豪華なマンションのリビングに、重い重い空気が流れる。

 わたしと副社長が並んで座り、その前にお母様が難しい顔をして座っている。

 先ほどから三人、誰ひとり言葉を発することなく、物音さえもたてずにいた。

 重苦しい空気に耐えられない。

「あの、お茶淹れてきます」

「あら、紘也がわたしにお茶? 槍でも降るのかしら?」

 またやってしまった。わたしは今副社長なのに……。何か行動を起こすたびに失敗してしまう。焦っているわたしに気が付いた副社長が立ち上がる。

「お茶は秘書の役目ですから、わたしが淹れてきます」

 そういってキッチンの方へ消えていった。

 え、ひとりにしないで……。

 いくらオープンキッチンとはいえ、お母様とふたり取り残されるわたしの身にもなってほしい。

「とにかく今の状況を説明してちょうだい」

 腕組みをしたお母様が、怖い顔でこちらを睨みつけている。

 わたしはどうしたらいいのかわからず、小さく縮こまりチラリとキッチンのカウンターでお茶を淹れる副社長に助けを求めた。

 何か口ぱくで伝えようとしてくれているが、何をいっているのかさっぱりわからない。

「聞いてるの、紘也!」

「はぃいい!」

 思わず背筋を伸ばして返事をした。そんなわたしを見て副社長はキッチンで頭を抱えている。

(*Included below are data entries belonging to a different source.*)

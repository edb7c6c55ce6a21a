//! Per-connection map of in-flight requests.
//!
//! One ledger is built at connection-open and torn down at connection-close;
//! it exclusively owns every `PendingRequest` it holds. Completion and
//! deadline expiry race through `complete()`: whichever removes the entry
//! first speaks for the request, and the loser finds nothing and discards
//! its result.

use pointserve_core::{Algorithm, PointAttributes};
use std::collections::HashMap;
use std::sync::Mutex;
use std::time::Instant;

/// Everything the connection keeps on the client-facing side of a dispatch.
#[derive(Debug)]
pub struct PendingRequest {
  pub algorithm: Algorithm,
  /// Pass-through attributes, re-attached on completion when the
  /// operation's point-identity guarantee allows it.
  pub passthrough: PointAttributes,
  pub issued_at: Instant,
}

#[derive(Debug, Default)]
pub struct RequestLedger {
  pending: Mutex<HashMap<u64, PendingRequest>>,
}

impl RequestLedger {
  pub fn new() -> Self {
    Self::default()
  }

  /// Register an in-flight request. Fails if the id is already pending:
  /// request ids are the only correlation mechanism, so reuse before
  /// completion is a caller error.
  pub fn insert(&self, request_id: u64, pending: PendingRequest) -> Result<(), PendingRequest> {
    let mut map = self.pending.lock().unwrap_or_else(|e| e.into_inner());
    if map.contains_key(&request_id) {
      return Err(pending);
    }
    map.insert(request_id, pending);
    Ok(())
  }

  /// Remove and return the entry, if it is still pending. Returns `None`
  /// when the request already completed or its deadline already fired; the
  /// caller must then discard whatever result it holds.
  pub fn complete(&self, request_id: u64) -> Option<PendingRequest> {
    let mut map = self.pending.lock().unwrap_or_else(|e| e.into_inner());
    map.remove(&request_id)
  }

  /// Drain everything still pending (connection teardown).
  pub fn drain(&self) -> Vec<(u64, PendingRequest)> {
    let mut map = self.pending.lock().unwrap_or_else(|e| e.into_inner());
    map.drain().collect()
  }

  pub fn len(&self) -> usize {
    let map = self.pending.lock().unwrap_or_else(|e| e.into_inner());
    map.len()
  }

  pub fn is_empty(&self) -> bool {
    self.len() == 0
  }
}
//! End-to-end duplex protocol tests against a live listener, with shell
//! stand-ins for the worker executables so the suite only exercises the
//! orchestration layer.

use pointserve_core::{Algorithm, PointAttributes, PointCloud, Variant};
use pool::{PoolRegistry, ProcessPool, WireForm, WorkerCommand};
use protocol::ControlFrame;
use server::{Server, WsClient};
use std::path::PathBuf;
use std::sync::Arc;
use std::time::Duration;
use tokio::net::TcpListener;

/// Echoes the request back in valid response shape.
const IDENTITY_WORKER: &str = r#"read header; read data; set -- $header; echo "$1"; echo "$data""#;

fn sh_worker(script: &str) -> WorkerCommand {
  WorkerCommand {
    program: PathBuf::from("sh"),
    args: vec!["-c".to_string(), script.to_string()],
    wire: WireForm::Text,
  }
}

async fn start_server(script: &str, request_timeout: Duration) -> (String, server::ShutdownHandle) {
  let pool = ProcessPool::new(Algorithm::Smooth, Variant::Pooled, sh_worker(script), 2, true)
    .await
    .expect("pool");
  let registry = Arc::new(PoolRegistry::from_pools(vec![Arc::new(pool)]));
  let listener = TcpListener::bind("127.0.0.1:0").await.expect("bind");
  let addr = listener.local_addr().expect("addr").to_string();

  let srv = Server::new(registry, request_timeout);
  let shutdown = srv.shutdown_handle();
  tokio::spawn(async move { srv.run(listener).await });

  (addr, shutdown)
}

#[tokio::test]
async fn test_smooth_roundtrip_with_passthrough() {
  let (addr, shutdown) = start_server(IDENTITY_WORKER, Duration::from_secs(5)).await;
  let mut client = WsClient::connect(&addr).await.expect("connect");

  let points = PointCloud::from_flat(vec![1.0, 2.0, 3.0, 4.0, 5.0, 6.0]).unwrap();
  let attributes = PointAttributes {
    colors: None,
    intensities: Some(vec![0.1, 0.9]),
    classifications: Some(vec![2, 6]),
  };

  let result = client
    .smooth(&points, 0.5, 1, attributes, None)
    .await
    .expect("smooth result");
  assert_eq!(result.points, points.as_flat());
  assert_eq!(result.attributes.intensities, Some(vec![0.1, 0.9]));
  assert_eq!(result.attributes.classifications, Some(vec![2, 6]));
  assert!(result.processing_time.is_some());

  shutdown.shutdown();
}

#[tokio::test]
async fn test_worker_failure_tagged_with_request_id() {
  let (addr, shutdown) = start_server("cat >/dev/null; echo dead >&2; exit 7", Duration::from_secs(5)).await;
  let mut client = WsClient::connect(&addr).await.expect("connect");

  let points = PointCloud::from_flat(vec![0.0, 0.0, 0.0]).unwrap();
  let err = client
    .smooth(&points, 0.5, 1, PointAttributes::default(), None)
    .await
    .expect_err("worker exit 7 must fail the request");
  let message = err.to_string();
  assert!(message.contains("dead"), "unexpected error: {message}");

  shutdown.shutdown();
}

#[tokio::test]
async fn test_orphan_binary_yields_connection_error() {
  let (addr, shutdown) = start_server(IDENTITY_WORKER, Duration::from_secs(5)).await;
  let mut client = WsClient::connect(&addr).await.expect("connect");

  client.send_orphan_binary(vec![0u8; 24]).await.expect("send");
  let frame = client.next_control().await.expect("error frame");
  match frame {
    ControlFrame::Error { request_id, message } => {
      assert!(request_id.is_none());
      assert!(message.contains("no pending control header"), "got: {message}");
    }
    other => panic!("expected connection-level error, got {other:?}"),
  }

  shutdown.shutdown();
}

#[tokio::test]
async fn test_second_header_resets_then_recovers() {
  let (addr, shutdown) = start_server(IDENTITY_WORKER, Duration::from_secs(5)).await;
  let mut client = WsClient::connect(&addr).await.expect("connect");

  let header = |id: u64| ControlFrame::SmoothRequest {
    request_id: id,
    smoothing_radius: 0.5,
    iterations: 1,
    variant: None,
    colors: None,
    intensities: None,
    classifications: None,
  };

  // Two headers with no payload between them: the second is dropped and
  // reported against its own request id.
  client.send_header(header(1)).await.expect("first header");
  client.send_header(header(2)).await.expect("second header");
  let frame = client.next_control().await.expect("violation result");
  match frame {
    ControlFrame::SmoothResult { request_id, success, error, .. } => {
      assert_eq!(request_id, 2);
      assert!(!success);
      assert!(error.unwrap_or_default().contains("awaiting its payload"));
    }
    other => panic!("expected smooth-result failure, got {other:?}"),
  }

  // Pending state was reset; a fresh pair goes through.
  let points = PointCloud::from_flat(vec![7.0, 8.0, 9.0]).unwrap();
  let result = client
    .smooth(&points, 0.5, 1, PointAttributes::default(), None)
    .await
    .expect("recovered request");
  assert_eq!(result.points, points.as_flat());

  shutdown.shutdown();
}

#[tokio::test]
async fn test_deadline_fires_and_tags_request() {
  let (addr, shutdown) = start_server("sleep 3; cat >/dev/null", Duration::from_millis(150)).await;
  let mut client = WsClient::connect(&addr).await.expect("connect");

  let points = PointCloud::from_flat(vec![0.0, 0.0, 0.0]).unwrap();
  let err = client
    .smooth(&points, 0.5, 1, PointAttributes::default(), None)
    .await
    .expect_err("deadline must fire");
  assert!(err.to_string().contains("timed out"), "got: {err}");

  shutdown.shutdown();
}
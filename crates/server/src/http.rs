//! Single-shot HTTP surface: one JSON body in, one JSON body out, for
//! consumers that do not hold a persistent connection.

use crate::dispatch::{Dispatcher, reattach_passthrough};
use crate::error::ServerError;
use axum::extract::State;
use axum::routing::{get, post};
use axum::{Json, Router};
use pointserve_core::{Algorithm, PointCloud};
use protocol::{TransformRequest, TransformResponse};
use std::sync::Arc;
use std::time::{Duration, Instant};
use tokio::net::TcpListener;
use tokio::sync::broadcast;
use tracing::info;

#[derive(Clone)]
pub struct HttpState {
  pub dispatcher: Arc<Dispatcher>,
  pub request_timeout: Duration,
}

pub fn http_router(state: HttpState) -> Router {
  Router::new()
    .route("/health", get(health))
    .route("/downsample", post(downsample))
    .route("/smooth", post(smooth))
    .route("/voxel-debug", post(voxel_debug))
    .with_state(state)
}

/// Serve until the shutdown signal fires.
pub async fn run_http(
  listener: TcpListener,
  state: HttpState,
  mut shutdown_rx: broadcast::Receiver<()>,
) -> Result<(), ServerError> {
  info!(addr = %listener.local_addr()?, "single-shot listener ready");
  let app = http_router(state);
  axum::serve(listener, app)
    .with_graceful_shutdown(async move {
      let _ = shutdown_rx.recv().await;
    })
    .await?;
  Ok(())
}

async fn health() -> Json<serde_json::Value> {
  Json(serde_json::json!({ "status": "ok" }))
}

async fn downsample(State(state): State<HttpState>, Json(body): Json<TransformRequest>) -> Json<TransformResponse> {
  Json(single_shot(Algorithm::Downsample, &state, body).await)
}

async fn smooth(State(state): State<HttpState>, Json(body): Json<TransformRequest>) -> Json<TransformResponse> {
  Json(single_shot(Algorithm::Smooth, &state, body).await)
}

async fn voxel_debug(State(state): State<HttpState>, Json(body): Json<TransformRequest>) -> Json<TransformResponse> {
  Json(single_shot(Algorithm::VoxelDebug, &state, body).await)
}

/// The shared single-shot path. Always answers 200 with a `success` flag,
/// the way the viewer's import pipeline expects.
pub async fn single_shot(algorithm: Algorithm, state: &HttpState, body: TransformRequest) -> TransformResponse {
  let start = Instant::now();
  match run_single_shot(algorithm, state, body).await {
    Ok(response) => response,
    Err(err) => TransformResponse::failure(err.to_string(), start.elapsed().as_secs_f64() * 1000.0),
  }
}

async fn run_single_shot(
  algorithm: Algorithm,
  state: &HttpState,
  body: TransformRequest,
) -> Result<TransformResponse, ServerError> {
  let params = body.params_for(algorithm)?;
  let passthrough = body.passthrough();
  let variant = body.variant.unwrap_or_default();
  let points = PointCloud::from_flat(body.points)?;

  // The deadline abandons the call, not the worker: the dispatch keeps
  // running detached so the handle is still released and the pool stays
  // balanced; its late result is simply discarded.
  let dispatcher = Arc::clone(&state.dispatcher);
  let task = tokio::spawn(async move { dispatcher.execute(&params, variant, &points).await });
  let outcome = match tokio::time::timeout(state.request_timeout, task).await {
    Err(_) => return Err(ServerError::Timeout(state.request_timeout)),
    Ok(Err(join_err)) => return Err(ServerError::Internal(join_err.to_string())),
    Ok(Ok(result)) => result?,
  };

  let output_points = outcome.points.len() / 3;
  let attributes = reattach_passthrough(algorithm, passthrough, output_points);
  let cell_count = match algorithm {
    Algorithm::Smooth => None,
    Algorithm::Downsample | Algorithm::VoxelDebug => Some(outcome.cell_count),
  };
  Ok(TransformResponse::success(
    outcome.points,
    cell_count,
    outcome.processing_time,
    attributes,
  ))
}
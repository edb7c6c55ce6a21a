//! Resolution of (algorithm, variant) pairs to launchable worker commands.

use pointserve_core::{Algorithm, CoreError, Variant, WorkersConfig};
use std::path::PathBuf;

/// Which stdio encoding a worker speaks.
#[derive(Debug, Clone, Copy, PartialEq, Eq)]
pub enum WireForm {
  /// Newline-terminated header line plus space-separated floats.
  Text,
  /// A single JSON document each way.
  Json,
}

/// How to launch one worker process.
#[derive(Debug, Clone)]
pub struct WorkerCommand {
  pub program: PathBuf,
  pub args: Vec<String>,
  pub wire: WireForm,
}

fn native_bin(algorithm: Algorithm) -> &'static str {
  match algorithm {
    Algorithm::Downsample => "voxel-downsample-worker",
    Algorithm::Smooth => "point-smooth-worker",
    Algorithm::VoxelDebug => "voxel-debug-worker",
  }
}

fn script_name(algorithm: Algorithm) -> &'static str {
  match algorithm {
    Algorithm::Downsample => "voxel_downsample.py",
    Algorithm::Smooth => "point_smooth.py",
    Algorithm::VoxelDebug => "voxel_debug.py",
  }
}

/// Build the launch command for an (algorithm, variant) pair.
pub fn worker_command(
  algorithm: Algorithm,
  variant: Variant,
  workers: &WorkersConfig,
) -> Result<WorkerCommand, CoreError> {
  match variant {
    Variant::Pooled | Variant::OnDemand => {
      let bin_dir = workers.resolved_bin_dir()?;
      Ok(WorkerCommand {
        program: bin_dir.join(native_bin(algorithm)),
        args: Vec::new(),
        wire: WireForm::Text,
      })
    }
    Variant::Scripted => {
      let script = workers.script_dir.join(script_name(algorithm));
      Ok(WorkerCommand {
        program: PathBuf::from(&workers.python),
        args: vec![script.to_string_lossy().into_owned()],
        wire: WireForm::Json,
      })
    }
  }
}
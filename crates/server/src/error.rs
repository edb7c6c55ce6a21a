use pointserve_core::{Algorithm, CoreError, Variant};
use pool::PoolError;
use protocol::ProtocolError;
use std::time::Duration;
use thiserror::Error;
use tools::ToolError;

#[derive(Debug, Error)]
pub enum ServerError {
  #[error("IO error: {0}")]
  Io(#[from] std::io::Error),

  #[error("WebSocket error: {0}")]
  Ws(#[from] tokio_tungstenite::tungstenite::Error),

  #[error("{0}")]
  Core(#[from] CoreError),

  #[error("{0}")]
  Protocol(#[from] ProtocolError),

  #[error("{0}")]
  Pool(#[from] PoolError),

  #[error("worker output did not parse: {0}")]
  Output(#[from] ToolError),

  #[error("no backend registered for {algorithm} ({variant})")]
  NoBackend { algorithm: Algorithm, variant: Variant },

  #[error("request timed out after {0:?}")]
  Timeout(Duration),

  #[error("unexpected frame: {0}")]
  UnexpectedFrame(String),

  #[error("operation failed: {0}")]
  Operation(String),

  #[error("internal error: {0}")]
  Internal(String),

  #[error("server shutting down")]
  Shutdown,
}
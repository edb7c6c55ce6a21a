//! Point smoothing worker: one job on stdin, one result on stdout, EOF
//! marks completion. Pass `--json` for the JSON document wire form.

use std::io::{self, Read, Write};
use tools::ToolError;
use tools::wire::{JobOutput, SmoothJob};

fn main() {
    if let Err(err) = run() {
        eprintln!("point-smooth-worker: {err}");
        std::process::exit(1);
    }
}

fn run() -> Result<(), ToolError> {
    let json = std::env::args().any(|a| a == "--json");

    let mut input = String::new();
    io::stdin().read_to_string(&mut input)?;
    let job = if json {
        SmoothJob::parse_json(&input)?
    } else {
        SmoothJob::parse_text(&input)?
    };

    let points = tools::smooth(&job.points, job.smoothing_radius, job.iterations);
    let output = JobOutput {
        count: points.len() / 3,
        points,
    };

    let mut stdout = io::stdout().lock();
    if json {
        stdout.write_all(output.encode_json()?.as_bytes())?;
    } else {
        stdout.write_all(output.encode_text().as_bytes())?;
    }
    stdout.flush()?;
    Ok(())
}
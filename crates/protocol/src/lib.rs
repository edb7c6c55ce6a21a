mod error;
mod frame;
mod http;

pub use error::ProtocolError;
pub use frame::{ControlFrame, RequestParams};
pub use http::{TransformRequest, TransformResponse};
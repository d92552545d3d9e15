// gatewatch-api: Async Rust client for the Claude proxy gateway monitor API
//
// Two surfaces: the REST API (dashboard hydration, monitor shares, health
// history) and the WebSocket event stream feeding live node updates.

pub mod error;
pub mod rest;
pub mod transport;
pub mod types;
pub mod ws;

pub use error::Error;
pub use rest::GatewayClient;
pub use transport::{TlsMode, TransportConfig};
pub use ws::{MonitorSocket, ReconnectConfig, SocketState, WsMessage};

「下手な言い逃れはできませんよ。彼女とはどういう関係なの?」

 やっぱりきた。完全に誤解している。

「あの、お母様……」

「お母様ですって! そんなことで機嫌を取ろうとしてもそうはいきませんからね。きっちり説明を聞いて納得できるまで、今日は帰りませんから」

 はっきりと宣言されて、途方に暮れる。